[S. 4]
I. Über das Wesen der geschichtlichen Person
Wenn ich mich, hineingestellt in die Verwicklungen, Entwicklungen einer ungeheuren Geschichte frage: wodurch denn bin ich, außer dem, dass ich ein Substrat fließenden Bewusstseins, ein Lebewesen begabt mit natürlichen Kräften des Leibes und der Seele bin, wodurch bin ich Element des geschichtlichen Werdens, da ja dem Ich des bloßen reinen Bewusstseins die Weltwirksamkeit, dem natürlichen Leib-Seele-Wesen die geschichtebildende Kraft fehlt?
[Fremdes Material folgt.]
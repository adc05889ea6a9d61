//! Stage layouts
//!
//! A `Level` is the immutable description a `World` is built from. Enemy
//! spawn records are copied into each enemy so a reset never has to look
//! back at the level.

use glam::Vec2;
use serde::{Deserialize, Serialize};

use super::collision::Rect;
use super::state::{Platform, PlatformKind};
use crate::tuning::{ConfigError, Tuning};

/// Immutable starting values for one enemy
#[derive(Debug, Clone, PartialEq, Serialize, Deserialize)]
pub struct EnemySpawn {
    pub pos: Vec2,
    pub size: Vec2,
    pub vx: f32,
    pub left_bound: f32,
    pub right_bound: f32,
}

/// Starting values for one coin
#[derive(Debug, Clone, Copy, PartialEq, Serialize, Deserialize)]
pub struct CoinSpawn {
    pub pos: Vec2,
    pub radius: f32,
}

/// A complete stage description
#[derive(Debug, Clone, Serialize, Deserialize)]
pub struct Level {
    pub spawn: Vec2,
    pub platforms: Vec<Platform>,
    pub enemies: Vec<EnemySpawn>,
    pub coins: Vec<CoinSpawn>,
    pub goal_pos: Vec2,
    pub goal_pole_height: f32,
}

/// Ground strip height and top edge
const GROUND_Y: f32 = 550.0;
const GROUND_HEIGHT: f32 = 50.0;
/// Floating ledge thickness
const LEDGE_HEIGHT: f32 = 20.0;
/// Side length of the standard walker enemy
const ENEMY_SIZE: f32 = 24.0;
const COIN_RADIUS: f32 = 12.0;

/// Floating ledges: (x, y, width)
const LEDGES: [(f32, f32, f32); 12] = [
    // Area 1
    (200.0, 450.0, 150.0),
    (400.0, 350.0, 150.0),
    (600.0, 450.0, 150.0),
    (350.0, 250.0, 100.0),
    // Area 2
    (1000.0, 450.0, 150.0),
    (1200.0, 350.0, 150.0),
    (1400.0, 450.0, 150.0),
    (1150.0, 250.0, 100.0),
    // Area 3
    (1800.0, 450.0, 150.0),
    (2000.0, 350.0, 150.0),
    (2200.0, 450.0, 150.0),
    (1950.0, 250.0, 100.0),
];

/// Walkers: (x, y, vx, left_bound, right_bound)
const WALKERS: [(f32, f32, f32, f32, f32); 12] = [
    (250.0, 426.0, 2.0, 200.0, 326.0),
    (450.0, 326.0, -2.0, 400.0, 526.0),
    (650.0, 426.0, -2.0, 600.0, 726.0),
    (375.0, 226.0, 1.5, 350.0, 426.0),
    (1050.0, 426.0, -2.0, 1000.0, 1126.0),
    (1250.0, 326.0, 2.0, 1200.0, 1326.0),
    (1450.0, 426.0, -2.0, 1400.0, 1526.0),
    (1175.0, 226.0, 1.5, 1150.0, 1226.0),
    (1850.0, 426.0, 2.0, 1800.0, 1926.0),
    (2050.0, 326.0, -2.0, 2000.0, 2126.0),
    (2250.0, 426.0, -2.0, 2200.0, 2326.0),
    (1975.0, 226.0, 1.5, 1950.0, 2026.0),
];

const COINS: [(f32, f32); 19] = [
    (150.0, 500.0),
    (280.0, 410.0),
    (350.0, 410.0),
    (480.0, 310.0),
    (520.0, 310.0),
    (680.0, 410.0),
    (400.0, 210.0),
    (250.0, 350.0),
    (550.0, 350.0),
    (400.0, 450.0),
    (100.0, 500.0),
    (950.0, 410.0),
    (1100.0, 310.0),
    (1300.0, 410.0),
    (1180.0, 210.0),
    (1750.0, 500.0),
    (1900.0, 410.0),
    (2100.0, 310.0),
    (2300.0, 500.0),
];

impl Level {
    /// The three-area stage: ground over the whole width, ledges, walkers
    /// patrolling each ledge, coins, and the goal pole near the right edge
    pub fn default_stage(tuning: &Tuning) -> Self {
        let mut platforms = vec![Platform {
            rect: Rect::new(0.0, GROUND_Y, tuning.stage_width, GROUND_HEIGHT),
            kind: PlatformKind::Ground,
        }];
        platforms.extend(LEDGES.iter().map(|&(x, y, width)| Platform {
            rect: Rect::new(x, y, width, LEDGE_HEIGHT),
            kind: PlatformKind::Ledge,
        }));

        let enemies = WALKERS
            .iter()
            .map(|&(x, y, vx, left_bound, right_bound)| EnemySpawn {
                pos: Vec2::new(x, y),
                size: Vec2::splat(ENEMY_SIZE),
                vx,
                left_bound,
                right_bound,
            })
            .collect();

        let coins = COINS
            .iter()
            .map(|&(x, y)| CoinSpawn {
                pos: Vec2::new(x, y),
                radius: COIN_RADIUS,
            })
            .collect();

        Self {
            spawn: Vec2::new(100.0, 100.0),
            platforms,
            enemies,
            coins,
            // Clear of the last ledge, which ends at 2350
            goal_pos: Vec2::new(tuning.stage_width - 25.0, 450.0),
            goal_pole_height: 150.0,
        }
    }

    /// Check entity invariants against the tuning they will run under
    pub fn validate(&self, tuning: &Tuning) -> Result<(), ConfigError> {
        for platform in &self.platforms {
            if !(platform.rect.width > 0.0) {
                return Err(ConfigError::NonPositive {
                    field: "platform.width",
                    value: platform.rect.width,
                });
            }
            if !(platform.rect.height > 0.0) {
                return Err(ConfigError::NonPositive {
                    field: "platform.height",
                    value: platform.rect.height,
                });
            }
        }
        for (enemy, spawn) in self.enemies.iter().enumerate() {
            if spawn.left_bound > spawn.right_bound {
                return Err(ConfigError::InvertedPatrol {
                    enemy,
                    left: spawn.left_bound,
                    right: spawn.right_bound,
                });
            }
            if spawn.pos.x < spawn.left_bound || spawn.pos.x > spawn.right_bound {
                return Err(ConfigError::SpawnOutsidePatrol {
                    enemy,
                    x: spawn.pos.x,
                });
            }
        }
        for (coin, spawn) in self.coins.iter().enumerate() {
            if spawn.radius < 0.0 {
                return Err(ConfigError::NegativeCoinRadius {
                    coin,
                    radius: spawn.radius,
                });
            }
        }
        if self.goal_pole_height < tuning.flag_top_margin {
            return Err(ConfigError::PoleTooShort {
                pole_height: self.goal_pole_height,
                margin: tuning.flag_top_margin,
            });
        }
        Ok(())
    }
}
//! Game state and core simulation types
//!
//! Entities own only their own fields. Anything that involves two entities
//! (landing, pickups, stomps) is computed by the tick, which reads the
//! containers on `World` side by side.

use glam::Vec2;
use serde::{Deserialize, Serialize};

use super::collision::Rect;
use super::level::{EnemySpawn, Level};
use crate::tuning::Tuning;

/// Top-level session mode
#[derive(Debug, Clone, Copy, PartialEq, Eq, Serialize, Deserialize)]
pub enum Mode {
    /// Active gameplay
    Playing,
    /// Goal reached; flag lowering, waiting for restart
    Cleared,
}

/// Why a session was reset to spawn
#[derive(Debug, Clone, Copy, PartialEq, Eq, Serialize, Deserialize)]
pub enum ResetCause {
    /// Player dropped below the playfield
    FellOut,
    /// Player touched a live enemy without stomping it
    HazardHit { enemy: usize },
    /// Player asked to restart from the clear screen
    Restart,
}

/// Discrete notifications emitted by a tick, in emission order
#[derive(Debug, Clone, Copy, PartialEq, Eq, Serialize, Deserialize)]
pub enum GameEvent {
    JumpStarted,
    CoinCollected { index: usize },
    EnemyDefeated { index: usize },
    /// Goal reached; `coin_bonus` is already included in the score
    GoalReached { coin_bonus: u64 },
    SessionReset { cause: ResetCause },
}

/// Player behavior derived each tick
#[derive(Debug, Clone, Copy, PartialEq, Eq, Default, Serialize, Deserialize)]
pub enum PlayerState {
    #[default]
    Idle,
    Walking,
    Jumping,
}

/// Two-phase walk cycle
#[derive(Debug, Clone, Copy, PartialEq, Eq, Default, Serialize, Deserialize)]
pub struct AnimPhase {
    /// 0 or 1
    pub frame: u8,
    /// Ticks since the last frame flip
    pub counter: u32,
}

/// The player character
#[derive(Debug, Clone, Serialize, Deserialize)]
pub struct Player {
    pub pos: Vec2,
    pub vel: Vec2,
    pub size: Vec2,
    pub grounded: bool,
    pub facing_right: bool,
    pub anim: AnimPhase,
    pub state: PlayerState,
}

impl Player {
    pub fn new(spawn: Vec2, tuning: &Tuning) -> Self {
        Self {
            pos: spawn,
            vel: Vec2::ZERO,
            size: Vec2::new(tuning.player_width, tuning.player_height),
            grounded: false,
            facing_right: true,
            anim: AnimPhase::default(),
            state: PlayerState::Idle,
        }
    }

    pub fn rect(&self) -> Rect {
        Rect::from_pos_size(self.pos, self.size)
    }

    pub fn center(&self) -> Vec2 {
        self.pos + self.size / 2.0
    }

    /// Apply one tick of input, gravity and animation
    ///
    /// `axis` is -1, 0 or 1. Returns true when a jump started this tick.
    pub fn apply_input(&mut self, axis: f32, jump_held: bool, tuning: &Tuning) -> bool {
        self.vel.x = tuning.move_speed * axis;
        if axis > 0.0 {
            self.facing_right = true;
        } else if axis < 0.0 {
            self.facing_right = false;
        }

        let jumped = jump_held && self.grounded;
        if jumped {
            self.vel.y = tuning.jump_power;
            self.grounded = false;
        }

        self.vel.y = (self.vel.y + tuning.gravity).min(tuning.max_fall_speed);

        if !self.grounded {
            self.state = PlayerState::Jumping;
        } else if self.vel.x != 0.0 {
            self.state = PlayerState::Walking;
            self.anim.counter += 1;
            if self.anim.counter >= tuning.walk_anim_ticks {
                self.anim.counter = 0;
                self.anim.frame = 1 - self.anim.frame;
            }
        } else {
            self.state = PlayerState::Idle;
            self.anim = AnimPhase::default();
        }

        jumped
    }

    /// Move by the current velocity
    pub fn integrate(&mut self) {
        self.pos += self.vel;
    }

    /// Put the player back at spawn, keeping the facing direction
    pub fn respawn(&mut self, spawn: Vec2) {
        self.pos = spawn;
        self.vel = Vec2::ZERO;
        self.grounded = false;
        self.anim = AnimPhase::default();
        self.state = PlayerState::Idle;
    }
}

/// Display tag for platforms
#[derive(Debug, Clone, Copy, PartialEq, Eq, Serialize, Deserialize)]
pub enum PlatformKind {
    Ground,
    Ledge,
}

/// Static solid geometry
#[derive(Debug, Clone, Serialize, Deserialize)]
pub struct Platform {
    pub rect: Rect,
    pub kind: PlatformKind,
}

/// A patrolling enemy
#[derive(Debug, Clone, Serialize, Deserialize)]
pub struct Enemy {
    pub pos: Vec2,
    pub size: Vec2,
    pub vx: f32,
    pub left_bound: f32,
    pub right_bound: f32,
    pub alive: bool,
    /// Where this enemy starts every session
    pub spawn: EnemySpawn,
}

impl Enemy {
    pub fn from_spawn(spawn: &EnemySpawn) -> Self {
        Self {
            pos: spawn.pos,
            size: spawn.size,
            vx: spawn.vx,
            left_bound: spawn.left_bound,
            right_bound: spawn.right_bound,
            alive: true,
            spawn: spawn.clone(),
        }
    }

    pub fn rect(&self) -> Rect {
        Rect::from_pos_size(self.pos, self.size)
    }

    /// Advance one patrol step, reflecting off either bound
    pub fn patrol(&mut self) {
        if !self.alive {
            return;
        }
        self.pos.x += self.vx;
        if self.pos.x <= self.left_bound {
            self.pos.x = self.left_bound;
            self.vx = -self.vx;
        }
        if self.pos.x >= self.right_bound {
            self.pos.x = self.right_bound;
            self.vx = -self.vx;
        }
    }

    /// Restore spawn position and velocity, alive
    pub fn restore(&mut self) {
        self.pos = self.spawn.pos;
        self.vx = self.spawn.vx;
        self.alive = true;
    }
}

/// A collectible coin
#[derive(Debug, Clone, Serialize, Deserialize)]
pub struct Coin {
    pub pos: Vec2,
    pub radius: f32,
    pub collected: bool,
}

impl Coin {
    /// Whether a player centred at `center` is close enough to pick this up
    pub fn in_reach(&self, center: Vec2, player_half_width: f32) -> bool {
        !self.collected && center.distance(self.pos) < self.radius + player_half_width
    }
}

/// Goal pole and flag
#[derive(Debug, Clone, Serialize, Deserialize)]
pub struct Goal {
    pub pos: Vec2,
    pub pole_height: f32,
    /// Distance the flag has been lowered from the pole top
    pub flag_height: f32,
    pub reached: bool,
}

impl Goal {
    /// Whether a player spanning `[left, right]` is inside the trigger zone
    pub fn zone_contains(&self, left: f32, right: f32, zone_width: f32) -> bool {
        right >= self.pos.x && left <= self.pos.x + zone_width
    }

    /// Lower the flag one step, never past `limit`
    pub fn lower_flag(&mut self, step: f32, limit: f32) {
        self.flag_height = (self.flag_height + step).min(limit);
    }
}

/// Everything the simulation mutates for one stage
#[derive(Debug, Clone, Serialize, Deserialize)]
pub struct World {
    pub tuning: Tuning,
    pub spawn: Vec2,
    pub player: Player,
    pub platforms: Vec<Platform>,
    pub enemies: Vec<Enemy>,
    pub coins: Vec<Coin>,
    pub goal: Goal,
    /// Derived each tick from the player position
    pub camera_x: f32,
}

impl World {
    /// Build a world from an already validated tuning and level
    pub(crate) fn build(tuning: Tuning, level: &Level) -> Self {
        let player = Player::new(level.spawn, &tuning);
        Self {
            spawn: level.spawn,
            player,
            platforms: level.platforms.clone(),
            enemies: level.enemies.iter().map(Enemy::from_spawn).collect(),
            coins: level
                .coins
                .iter()
                .map(|coin| Coin {
                    pos: coin.pos,
                    radius: coin.radius,
                    collected: false,
                })
                .collect(),
            goal: Goal {
                pos: level.goal_pos,
                pole_height: level.goal_pole_height,
                flag_height: 0.0,
                reached: false,
            },
            camera_x: 0.0,
            tuning,
        }
    }

    /// Horizontal extent of the stage
    pub fn stage_width(&self) -> f32 {
        self.tuning.stage_width
    }

    /// Coins not yet picked up
    pub fn remaining_coins(&self) -> usize {
        self.coins.iter().filter(|c| !c.collected).count()
    }

    /// Hard-snap the camera so the player sits mid-screen, within the stage
    pub fn update_camera(&mut self) {
        let max_x = self.stage_width() - self.tuning.screen_width;
        self.camera_x = (self.player.pos.x - self.tuning.screen_width / 2.0).clamp(0.0, max_x);
    }

    /// Keep the player inside the stage horizontally
    pub fn clamp_player(&mut self) {
        let max_x = self.stage_width() - self.player.size.x;
        self.player.pos.x = self.player.pos.x.clamp(0.0, max_x);
    }

    /// Restore every entity to its spawn state
    pub fn restore(&mut self) {
        self.player.respawn(self.spawn);
        self.camera_x = 0.0;
        for enemy in &mut self.enemies {
            enemy.restore();
        }
        for coin in &mut self.coins {
            coin.collected = false;
        }
        self.goal.reached = false;
        self.goal.flag_height = 0.0;
    }
}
Ich, der jetzt im Elternhaus sitzende Mensch, Bürger, Soldat, Student, bin nicht bloß wie ein Bett, in dem erlebte Inhalte immanenter Art oder mit transzendentem Bezuge aus erwarteter Zukunft in erinnerte Vergangenheit gleiten, nicht nur ein psychophysisches Wesen, das auf Eindrücke der psychischen und physischen Außenwelt mit leichter oder schwerer messbarer Gesetzlichkeit nach Eigenart und Leistungskraft seiner leiblich-seelischen Organe und Eigenschaften reagiert. Ein Blick auf das Wesen geschichtlicher Forschung belehrt über das Wesen des geschichtlichen Seins, dem sie genügen will, somit auch der geschichtlichen Person. Dem verstehenden Sicheinverleben auf der Aktseite entspricht der Intention nach auf der Gegenstandsseite, in der geschichtlichen Welt, ein dem Verständnis zugänglicher Sinnzusammenhang. Es wird nötig sein, mit einigen Worten zu sagen, was damit [S. 5]gemeint ist; es werden aber auch einige Worte genügen, da hier die Untersuchungen Husserls und seines Kreises, vor allem die vorbildlich klaren von Edith Stein[1], die Grundlage für Erörterungen schon geschaffen haben.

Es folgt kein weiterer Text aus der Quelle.